7 of 8 people found the following review helpful:
5.0 out of 5 stars
best ever,
By
This review is from: The Golems of Gotham: A Novel (Paperback)
This may be one of the best novels I have ever read. It is amazing to me. I find myself responding on many levels...a mirror of realities I have never articulated but felt deeply. Thanks.
9 of 11 people found the following review helpful:
2.0 out of 5 stars
Seven holocaust writers are surely spinning in their graves,
By
This review is from: The Golems of Gotham: A Novel (Paperback)
This book was almost impossible for me to get through. Not because of the complexity of the narrative, but because I felt like I was in the hands of an inept writer of fiction. (I forced myself to finish it for a book club). The premise of the book is interesting and indeed promising, but the execution falls dismally short of the mark of a good book. Thane Rosenbaum should stick to journalism.
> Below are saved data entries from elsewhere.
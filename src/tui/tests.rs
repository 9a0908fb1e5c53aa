//! Integration tests for TUI module.
//!
//! These drive whole sessions through `VizApp` the way the binary does.

use super::app::VizApp;
use crate::algorithms::ALGORITHM_IDS;
use crate::config::VizConfig;
use crossterm::event::KeyCode;

#[test]
fn test_session_lifecycle() {
    let config = VizConfig::builder()
        .replay_delay_ms(0)
        .build()
        .expect("config");
    let mut app = VizApp::new("count-inversions", config).expect("app");

    // Play to the end on 100ms ticks.
    app.handle_key(KeyCode::Char(' '));
    let mut ticks = 0;
    while app.viz.is_playing() && ticks < 1_000 {
        app.tick(100);
        ticks += 1;
    }
    assert_eq!(app.status(), "DONE");
    assert!(app.viz.result().is_some());

    // Space at the end plays again from the first step.
    app.handle_key(KeyCode::Char(' '));
    assert!(app.viz.is_playing());
    assert_eq!(app.viz.cursor(), 0);

    // Pause, step, quit.
    app.handle_key(KeyCode::Char(' '));
    assert_eq!(app.status(), "PAUSED");
    app.handle_key(KeyCode::Right);
    assert_eq!(app.viz.cursor(), 1);
    app.handle_key(KeyCode::Char('q'));
    assert!(app.should_quit());
}

#[test]
fn test_every_algorithm_reaches_a_result() {
    let mut app = VizApp::new(ALGORITHM_IDS[0], VizConfig::default()).expect("app");
    for id in ALGORITHM_IDS {
        assert_eq!(app.viz.info().id, id);
        app.handle_key(KeyCode::End);
        assert!(app.viz.result().is_some(), "{id}");
        assert_eq!(app.progress_percent(), 100);
        app.handle_key(KeyCode::Tab);
    }
    assert_eq!(app.selected, 0);
}
//! Core step-trace engine.
//!
//! Implements the generate-then-play split shared by every algorithm:
//! - Immutable steps recorded into a non-empty trace
//! - The trace generator seam implemented per algorithm
//! - A cancellable timer queue over a virtual clock
//! - The generic playback controller and its object-safe facade
//! - A tokio driver that plays a controller in real time

pub mod clock;
pub mod controller;
pub mod driver;
pub mod generator;
pub mod rng;
pub mod step;
pub mod timer;
pub mod visualizer;

use serde::{Deserialize, Serialize};

pub use clock::PlaybackClock;
pub use controller::{ParamOutcome, PlaybackController};
pub use driver::{DriverReport, PlaybackCommand, PlaybackDriver};
pub use generator::{AlgorithmInfo, Category, FrameView, ParamArgs, TraceGenerator};
pub use rng::VizRng;
pub use step::{Outcome, Step, Trace, TraceRecorder};
pub use timer::{TimerHandle, TimerQueue};
pub use visualizer::Visualizer;

/// Playback time on the controller's virtual clock.
///
/// Millisecond resolution is all the animation needs; keeping it integral
/// makes timer ordering exact.
#[derive(
    Debug, Clone, Copy, PartialEq, Eq, PartialOrd, Ord, Hash, Serialize, Deserialize, Default,
)]
pub struct PlaybackTime {
    /// Milliseconds since the clock was created.
    millis: u64,
}

impl PlaybackTime {
    /// Clock origin.
    pub const ZERO: Self = Self { millis: 0 };

    /// Create time from milliseconds.
    #[must_use]
    pub const fn from_millis(millis: u64) -> Self {
        Self { millis }
    }

    /// Get time as milliseconds.
    #[must_use]
    pub const fn as_millis(&self) -> u64 {
        self.millis
    }

    /// Add a duration in milliseconds.
    #[must_use]
    pub const fn add_millis(self, millis: u64) -> Self {
        Self {
            millis: self.millis.saturating_add(millis),
        }
    }

    /// Milliseconds from `self` until `later`, zero if `later` is not after `self`.
    #[must_use]
    pub const fn millis_until(self, later: Self) -> u64 {
        later.millis.saturating_sub(self.millis)
    }
}

impl std::ops::Sub for PlaybackTime {
    type Output = Self;

    fn sub(self, rhs: Self) -> Self::Output {
        Self {
            millis: self.millis.saturating_sub(rhs.millis),
        }
    }
}

impl std::fmt::Display for PlaybackTime {
    fn fmt(&self, f: &mut std::fmt::Formatter<'_>) -> std::fmt::Result {
        write!(f, "{}ms", self.millis)
    }
}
Although the author had some interesting things to say about a "holocaust family," they would have been better said in an essay or condensed into a short story (by a different writer). Clearly Rosenbaum has not taken the adage, Show don't tell, to heart--this book is almost entirely said and not shown. Aside from the preachy way this book is told, there are myriad other reasons that it simply doesn't work as a novel. Perhaps the most pressing one is that Rosenbaum doesn't know any of his characters. This is a book filled to the brim (and beyond) with empty and flat characters! Furthermore I'm sure the holocaust writers he dragged into the cast of his poorly resolved, poorly researched narrative are spinning in their graves. Did the author know anything, for example, about the lives or personalities of Primo Levi or Jerzy Kosinsky? These characters and even the main ones were hard to distinguish, and even harder to believe and give a damn about.
6 of 7 people found the following review helpful:
5.0 out of 5 stars
Why Continue To Live?,
By
This review is from: The Golems of Gotham: A Novel (Hardcover)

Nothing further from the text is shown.